A força do superego arcaico e sua atuação nos comportamentos dirigidos às vítimas, marca não apenas o sadismo presente nos atos dos homicidas em série, mas as características do movimento da compulsão à repetição, em que novas vítimas-objeto são destruídas, de modo que não há barreiras de contenção aos impulsos destrutivos – o que se demonstra pela escalada do sadismo e destrutividade a cada nova vítima. O caso de Marcelo retrata bem esta questão, em que o estupro e espancamento de suas vítimas deram lugar ao estrangulamento e ao vampirismo. Já no caso de Francisco, as condutas sexuais, se tornaram ainda mais violentas até a prática dos dois homicídios, em que o escavamento e esquartejamento dos corpos foram executados.

O que se observa nestes casos, é o prazer contido nas relações odiosas em que as fantasias inconscientes são dispostas na realidade externa. O ódio como uma realidade psíquica, passa a ser expresso na realidade externa, por meio da passagem ao ato em que a identificação projetiva está maciçamente presente e a destruição ao objeto edifica seus contornos. Por este motivo, os comportamentos destrutivos possuem um potencial erógeno,

em que infligir dor ao outro conduz à excitação - configuração do espectro prazeroso do ódio sádico. Por isso: “A ameaça fantasiada de aniquilamento, de destruição física e mental, é a fonte imediata de tentativas de repelir tanto a influência do objeto como a percepção do self sob o impacto do ódio”. (KERNBERG, 1995, p.218).

Por esta via, o ódio se constitui como um estado afetivo derivado do prazer sádico de destruição, desprezo, crueldade e humilhação contra o objeto. Este objeto amado, do qual se esperava amor e acolhimento, diante da frustração se torna odiado e persecutório. O ódio advém da incapacidade de lidar com a frustração e se nutre da necessidade de aniquilamento. A compulsão à repetição se instaura e:

(...) o ódio primitivo em um nível intenso, contínuo, cria uma reação circular que não apenas perpetua, mas patologicamente, aumenta o ódio propriamente dito. Através de mecanismos projetivos, particularmente a identificação projetiva, a agressividade diante do objeto frustrante provoca a distorção do objeto, sendo então a frustração agora interpretada como um ataque deliberado. Este sentimento de ser atacado por um objeto anteriormente necessitado e amado é a experiência mais primitiva de amor traído e produz potentes ressonâncias ao longo de toda a sequência de estágios pré-edípicos e edípicos de desenvolvimento. (KERNBERG, 1995, p.219).
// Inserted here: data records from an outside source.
// lib.rs

/// Contains the format registry, the attribute layout planner, and the
/// geometry buffer definitions.
pub mod core;

/// Defines the interleaved buffer encoder.
pub mod encode;

/// Defines the buffer decoder.
pub mod decode;

/// Builds and extends per-instance transform buffers.
pub mod instance;

pub use crate::core::buffer::GeometryBuffer;
pub use crate::encode::{encode_patch, GeometryPatchInput};
pub use crate::decode::{decode_patch, DecodedPatch};

/// Contains the most commonly used traits, types, and functions.
pub mod prelude {
    pub use crate::core::attribute::{
        layout, AttributeDescriptor, AttributePresence, AttributeSemantic,
    };
    pub use crate::core::buffer::{
        index_format_for, GeometryBuffer, IndexDescriptor, StorageHint,
    };
    pub use crate::core::byte_coder::{ByteReader, ByteWriter};
    pub use crate::core::format::{ComponentDataType, NumericFormat};
    pub use crate::decode::{self, decode_patch, DecodedPatch};
    pub use crate::encode::{self, encode_patch, EncodedPatch, GeometryPatchInput};
    pub use crate::instance::{
        append_instances, build_instances, instances_from_bytes, instances_to_bytes,
        InstanceRecord,
    };
}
As relações objetais são internalizadas de modo distorcido, como salienta o autor, uma vez que o indivíduo vive uma experiência de um self agressivo e enraivecido e que se sente depreciado diante do objeto persecutório. O ódio passa a destruir as relações objetais, pela intensificação dos mecanismos de cisão, em que se observa a fragmentação e um mundo dividido em objetos bons e maus. As vítimas-objeto são postas neste jogo em que perseguidor e perseguido são faces de uma mesma situação, em que elas, ao reeditar os objetos internalizados de seus perpetradores, são aniquiladas, repetidas vezes.